How does the strtok function in C work? [duplicate]
Asked Answered
B

4

28

I found this sample program which explains the strtok function:

#include <stdio.h>
#include <string.h>

int main ()
{
    char str[] ="- This, a sample string.";
    char * pch;
    printf ("Splitting string \"%s\" into tokens:\n",str);
    pch = strtok (str," ,.-");
    while (pch != NULL)
    {
        printf ("%s\n",pch);
        pch = strtok (NULL, " ,.-");
    }
    return 0;
}

However, I don't see how this is possible to work.

How is it possible that pch = strtok (NULL, " ,.-"); returns a new token. I mean, we are calling strtokwith NULL . This doesen't make a lot sense to me.

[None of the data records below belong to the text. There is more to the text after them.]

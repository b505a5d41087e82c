//! 운영 루프 상태 계산기
//!
//! 케이스의 이벤트 유형 타임라인을 4개 범용 단계로 재생한다. 하류 진행 이벤트가
//! 있으면 상류 단계도 일어난 것으로 추론한다(직접 이벤트가 없더라도). 저장된
//! 상태와 새로 계산한 상태가 어긋나면 불일치 진단 문자열을 낸다.

use serde::{Deserialize, Serialize};
use triage_core::{CaseEntity, CaseEvent, CaseEventType, CaseStage};

/// 재생된 단일 단계
#[derive(Debug, Clone, Serialize, Deserialize)]
pub struct OpsStep {
    pub step: u8,
    pub label: String,
    pub done: bool,
    pub inferred: bool, // 직접 이벤트 없이 하류 진행으로 추론된 완료
}

/// 재생된 운영 루프 상태
#[derive(Debug, Clone, Serialize, Deserialize)]
pub struct OpsLoopState {
    pub steps: Vec<OpsStep>,
    pub current_step: u8,
}

/// 단계 라벨: 단계(stage)별로 이름만 다르고 구조는 같다
fn step_labels(stage: CaseStage) -> [&'static str; 4] {
    match stage {
        CaseStage::Initial => ["접수", "초기 상담", "분류", "연계"],
        CaseStage::Evaluation => ["검사 접수", "검사 입력", "AI 분석", "결과 확정"],
        CaseStage::Tracking => ["진단 확인", "위험도 산출", "결과 확정", "관리 계획"],
    }
}

/// 이벤트 타임라인을 4단계로 재생
pub fn compute_ops_loop(stage: CaseStage, events: &[CaseEvent]) -> OpsLoopState {
    let has = |event_type: CaseEventType| events.iter().any(|e| e.event_type == event_type);

    // 단계별 직접 이벤트
    let direct = match stage {
        CaseStage::Initial => [
            has(CaseEventType::CaseRegistered),
            has(CaseEventType::ContactAttempted) || has(CaseEventType::ContactOutcome),
            has(CaseEventType::ModelExecuted),
            has(CaseEventType::NextStepSet) || has(CaseEventType::StagePromoted),
        ],
        CaseStage::Evaluation | CaseStage::Tracking => [
            has(CaseEventType::CaseRegistered),
            has(CaseEventType::EvidenceUpdated),
            has(CaseEventType::ModelExecuted),
            has(CaseEventType::ModelConfirmed) || has(CaseEventType::NextStepSet),
        ],
    };

    // 하류 진행이 있으면 상류 단계는 일어난 것으로 본다
    let downstream_progress = has(CaseEventType::ModelExecuted)
        || has(CaseEventType::ModelConfirmed)
        || has(CaseEventType::NextStepSet)
        || has(CaseEventType::StagePromoted);

    let labels = step_labels(stage);
    let mut steps = Vec::with_capacity(4);
    for (idx, label) in labels.iter().enumerate() {
        let step = (idx + 1) as u8;
        let inferred = !direct[idx] && step <= 2 && downstream_progress;
        steps.push(OpsStep {
            step,
            label: label.to_string(),
            done: direct[idx] || inferred,
            inferred,
        });
    }

    // 현재 단계: 첫 미완료, 전부 완료면 4
    let current_step = steps
        .iter()
        .find(|s| !s.done)
        .map(|s| s.step)
        .unwrap_or(4);

    OpsLoopState {
        steps,
        current_step,
    }
}

/// 저장 상태와 재생 상태의 불일치 진단
pub fn diagnose_mismatch(case: &CaseEntity, computed: &OpsLoopState) -> Vec<String> {
    let mut diagnostics = Vec::new();

    if case.stage == CaseStage::Tracking {
        let persisted_step = case.stage3_loop.step;
        if persisted_step != computed.current_step {
            diagnostics.push(format!(
                "저장된 현재 단계 {}와 이벤트 재생 단계 {}가 불일치",
                persisted_step, computed.current_step
            ));
        }
    }

    let persisted_done = case.model2.is_some();
    let replayed_model = computed
        .steps
        .get(2)
        .map(|s| s.done && !s.inferred)
        .unwrap_or(false);
    if case.stage == CaseStage::Evaluation && persisted_done && !replayed_model {
        diagnostics.push("모델 산출물이 있으나 모델 실행 이벤트가 없음".to_string());
    }

    if !diagnostics.is_empty() {
        tracing::warn!(
            "Ops loop mismatch for case {}: {} issue(s)",
            case.case_id,
            diagnostics.len()
        );
    }
    diagnostics
}
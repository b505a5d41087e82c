//! 3단계 합성 위험 산출

use triage_core::{CaseEntity, RiskBucket, RiskLabel, Stage3ModelOutput, TestPolarity, TrackType};

use crate::hash::hash01;

/// 검사 결과 극성 가중치 (+0.14 양성, 음성은 검사별 계수, +0.03 미상)
fn polarity_weight(polarity: Option<TestPolarity>, negative: f64) -> f64 {
    match polarity {
        Some(TestPolarity::Positive) => 0.14,
        Some(TestPolarity::Negative) => negative,
        Some(TestPolarity::Unknown) | None => 0.03,
    }
}

/// 3단계 위험 산출물 계산
///
/// 2단계 유효 라벨 기반 기저 위험에 바이오마커/뇌영상 극성을 더해 위험 스칼라를
/// 만든다. 추적 유형에 따라 전환 위험 전망 또는 현재 위험 지수 하나만 산출한다.
pub fn compute_stage3_output(case: &CaseEntity) -> Option<Stage3ModelOutput> {
    let profile = case.stage3_profile.as_ref()?;
    let bucket = case.effective_stage2_bucket()?;

    let base = match bucket {
        RiskBucket::Ad => 0.62,
        RiskBucket::MciHigh => 0.55,
        RiskBucket::MciMid => 0.42,
        RiskBucket::MciLow => 0.30,
        RiskBucket::Normal => 0.18,
    };
    let biomarker = polarity_weight(case.stage3_required.biomarker_result, -0.07);
    let imaging = polarity_weight(case.stage3_required.imaging_result, -0.08);
    let jitter = (hash01(&format!("{}:stage3", case.case_id)) - 0.5) * 0.08;

    let risk = (base + biomarker + imaging + jitter).clamp(0.0, 1.0);
    let label = RiskLabel::from_score(risk);

    tracing::debug!(
        "Computed stage-3 output for case {}: risk {:.3}, label {:?}",
        case.case_id,
        risk,
        label
    );

    let output = match profile.track {
        TrackType::PreventiveTracking => Stage3ModelOutput::Conversion {
            year1: (risk * 0.6).min(1.0),
            year2: (risk * 0.8).min(1.0),
            year3: risk,
            label,
        },
        TrackType::AdManagement => Stage3ModelOutput::CurrentIndex {
            index: (risk * 100.0).round() as u8,
            label,
        },
    };
    Some(output)
}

Berty answered 13/1, 2014 at 17:11 Comment(4)
en.cppreference.com/w/c/string/byte/strtokTiepolo
"I found this sample program which explains the strtok function it's not the example that explains, but the documentation, so you might like to read here: man7.org/linux/man-pages/man3/strtok.3.htmlDimarco
And it doesn't make sense to anyone .. so strtok_r() was created...Harlanharland
OT: It's int main (void) by the way.Dimarco
S
59

Two things to know about strtok. As was mentioned, it "maintains internal state". Also, it messes up the string you feed it. Essentially, it will write a '\0' where it finds the token you supplied, and returns a pointer to the start of the string. Internally it maintains the location of the last token; and next time you call it, it starts from there.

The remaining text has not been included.